# Seesnake Camera



## The bear (Sep 27, 2012)

All of my Seesnake cameras are black and white. I recently upgraded my VSM
monitor to a lcd color screen with a dvr recorder. The cost of a new color camera head for the large Seesnake is $1800.00. My question is there enough of a difference in the images to justify the cost? Does a color camera improve the ability to diagnose problems or is the black and white image sufficient?


----------



## plbgbiz (Aug 27, 2010)

The difference is like night and day. You will wonder how you ever got by without color.


----------



## johnlewismcleod (Apr 6, 2012)

What Biz said :yes:


----------



## Cuda (Mar 16, 2009)

The B/W does have a better resolution and you can see hairline cracks that you can miss with a color unit.

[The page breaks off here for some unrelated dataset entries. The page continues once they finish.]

//! The update pipeline: extract → fetch → map → merge → write

use crate::config::Config;
use crate::core::{extract_video_id, map_fields, merge, VideoId};
use crate::error::{Result, TubeMatterError};
use crate::fetch::MetadataFetcher;
use crate::io::{DocumentStore, Notice, Notifier};
use log::{debug, info, warn};
use std::path::Path;

/// Result of updating one document's text
#[derive(Debug, Clone, PartialEq, Eq)]
pub struct UpdateOutcome {
    pub video_id: VideoId,
    pub content: String,
    /// Whether `content` differs from the input
    pub changed: bool,
}

/// Runs updates against a metadata source with a fixed configuration
pub struct Updater<F> {
    fetcher: F,
    config: Config,
}

impl<F: MetadataFetcher> Updater<F> {
    pub fn new(fetcher: F, config: Config) -> Self {
        Self { fetcher, config }
    }

    /// Compute the updated text of a document
    ///
    /// Fails before any network call when no API key is configured or the
    /// text holds no usable link.
    pub async fn update_content(&self, content: &str) -> Result<UpdateOutcome> {
        let api_key = self
            .config
            .api_key()
            .ok_or(TubeMatterError::MissingCredential)?;
        let video_id = extract_video_id(content)?;

        let fields = self.fetcher.fetch(&video_id, api_key).await?;
        let updates = map_fields(&fields, &self.config.fields);
        debug!("applying {} fields for {}", updates.len(), video_id);

        let updated = merge::apply(content, updates);
        Ok(UpdateOutcome {
            video_id,
            changed: updated != content,
            content: updated,
        })
    }

    /// Update the document at `path` in `store` and report the outcome
    ///
    /// Every failure ends up as exactly one notice. The document is written
    /// only when the new text was fully computed and differs from the old.
    pub async fn update_document<S, N>(&self, store: &S, path: &Path, notifier: &N) -> Notice
    where
        S: DocumentStore + ?Sized,
        N: Notifier + ?Sized,
    {
        let notice = match self.try_update_document(store, path).await {
            Ok(notice) => notice,
            Err(err) => {
                warn!("{}: {}", path.display(), err);
                Notice::from(&err)
            }
        };
        notifier.notify(path, &notice);
        notice
    }

    async fn try_update_document<S>(&self, store: &S, path: &Path) -> Result<Notice>
    where
        S: DocumentStore + ?Sized,
    {
        if self.config.api_key().is_none() {
            return Err(TubeMatterError::MissingCredential);
        }

        let content = store.read(path)?;
        let outcome = self.update_content(&content).await?;
        if !outcome.changed {
            debug!("{}: already up to date", path.display());
            return Ok(Notice::Unchanged);
        }

        store.write(path, &outcome.content)?;
        info!("{}: updated details of {}", path.display(), outcome.video_id);
        Ok(Notice::Updated)
    }
}
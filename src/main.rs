use anyhow::{bail, Context, Result};
use clap::Parser;
use log::{error, warn};
use std::collections::BTreeMap;
use std::path::{Path, PathBuf};

use tubematter::{
    args::{Commands, UpdateArgs},
    config::Config,
    core::{find_link, front_matter, FrontMatterMap},
    fetch::YouTubeClient,
    io::{read_to_string, resolve_files, ConsoleNotifier, FileStore, MemoryStore},
    update::Updater,
};

#[derive(Parser)]
#[command(name = "tubematter", version, about, long_about = None)]
struct Cli {
    /// Log debug output (RUST_LOG takes precedence)
    #[arg(long, short, global = true)]
    verbose: bool,

    #[command(subcommand)]
    command: Commands,
}

#[tokio::main]
async fn main() -> Result<()> {
    let cli = Cli::parse();
    let default_filter = if cli.verbose { "debug" } else { "warn" };
    env_logger::Builder::from_env(env_logger::Env::default().default_filter_or(default_filter))
        .init();

    match cli.command {
        Commands::Update(args) => update(args).await,
        Commands::Extract(args) => extract(&args.files),
        Commands::Parse(args) => parse(&args.files),
    }
}

async fn update(args: UpdateArgs) -> Result<()> {
    let cwd = std::env::current_dir().context("failed to read working directory")?;
    let config = Config::discover(args.config.as_deref(), &cwd)
        .context("failed to load configuration")?
        .with_api_key(args.api_key);

    let client = YouTubeClient::new().context("failed to build HTTP client")?;
    let updater = Updater::new(client, config);
    let notifier = ConsoleNotifier::new();
    let preview_notifier = ConsoleNotifier::preview();

    let files = resolve_files(&args.files);
    if files.is_empty() {
        warn!("no markdown files to update");
    }

    let mut failures = 0;
    for file in &files {
        let notice = if args.dry_run || args.stdout {
            let content = match read_to_string(file) {
                Ok(content) => content,
                Err(e) => {
                    error!("{}: {}", file.display(), e);
                    failures += 1;
                    continue;
                }
            };
            let preview = MemoryStore::new().with_document(file.clone(), content);
            let notice = updater
                .update_document(&preview, file, &preview_notifier)
                .await;
            if notice.is_success() {
                if args.dry_run {
                    println!("--- Dry run: {} ---", file.display());
                }
                if let Some(text) = preview.get(file) {
                    print!("{text}");
                }
            }
            notice
        } else {
            updater.update_document(&FileStore, file, &notifier).await
        };

        if !notice.is_success() {
            failures += 1;
        }
    }

    if failures > 0 {
        bail!("{} of {} files were not updated", failures, files.len());
    }
    Ok(())
}

fn extract(paths: &[PathBuf]) -> Result<()> {
    for file in resolve_files(paths) {
        let content = read_to_string(&file)?;
        match find_link(&content) {
            Some(link) => {
                let id = link.video_id.map(|id| id.to_string());
                println!(
                    "{}: video={} playlist={} index={}",
                    file.display(),
                    id.as_deref().unwrap_or("-"),
                    link.playlist_id.as_deref().unwrap_or("-"),
                    link.index.map(|i| i.to_string()).unwrap_or_else(|| "-".into()),
                );
            }
            None => println!("{}: no YouTube link", file.display()),
        }
    }
    Ok(())
}

fn parse(paths: &[PathBuf]) -> Result<()> {
    let files = resolve_files(paths);
    let mut results: BTreeMap<String, FrontMatterMap> = BTreeMap::new();
    for file in &files {
        let content = read_to_string(file)?;
        results.insert(display(file), front_matter::parse(&content));
    }

    let yaml = if files.len() == 1 {
        match results.values().next() {
            Some(map) => serde_yaml::to_string(map)?,
            None => return Ok(()),
        }
    } else {
        serde_yaml::to_string(&results)?
    };
    print!("{yaml}");
    Ok(())
}

fn display(path: &Path) -> String {
    path.to_string_lossy().to_string()
}
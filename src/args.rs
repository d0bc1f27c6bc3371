use clap::{Args, Subcommand};
use std::path::PathBuf;

use crate::config::API_KEY_ENV;

#[derive(Subcommand)]
pub enum Commands {
    /// Fill front matter with details of the first YouTube video linked in each file
    Update(UpdateArgs),
    /// Show the first YouTube link found in each file
    Extract(FilesArgs),
    /// Show the front matter of each file as parsed
    Parse(FilesArgs),
}

#[derive(Args, Debug)]
pub struct UpdateArgs {
    /// YouTube Data API v3 key (overrides the configuration file)
    #[arg(long, env = API_KEY_ENV, hide_env_values = true)]
    pub api_key: Option<String>,
    /// Configuration file (defaults to ./tubematter.yaml when present)
    #[arg(long)]
    pub config: Option<PathBuf>,
    /// Preview changes without modifying files
    #[arg(long)]
    pub dry_run: bool,
    /// Output modified content to stdout instead of writing files
    #[arg(long)]
    pub stdout: bool,

    /// Markdown files or directories
    #[arg(required = true)]
    pub files: Vec<PathBuf>,
}

#[derive(Args, Debug)]
pub struct FilesArgs {
    /// Markdown files or directories
    #[arg(required = true)]
    pub files: Vec<PathBuf>,
}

But the whole world wants color so color is what we get now. You can call AJ Coleman and they can set you up with a color rebuilt head for $900-$1100.


----------



## The bear (Sep 27, 2012)

Spoke with Marvin at AJ Coleman about color head. $1800 for a new head minus $300.00
if you turn in your black and white head. No reconditioned heads available in color. Bought reconditioned black and white for my mini 6 months ago for $900.00. Color head price is for the large seesnake.


----------



## Cuda (Mar 16, 2009)

So they where out of rebuilt? I usually buy 1 -2 a year and when I call there has never been a shortage because you have to send them a core. Maybe lots of people have been trading in B/W and reduced the color units?


----------



## Drumma Plumma (Jun 5, 2012)

Cuda said:


> So they where out of rebuilt? I usually buy 1 -2 a year and when I call there has never been a shortage because you have to send them a core. Maybe lots of people have been trading in B/W and reduced the color units?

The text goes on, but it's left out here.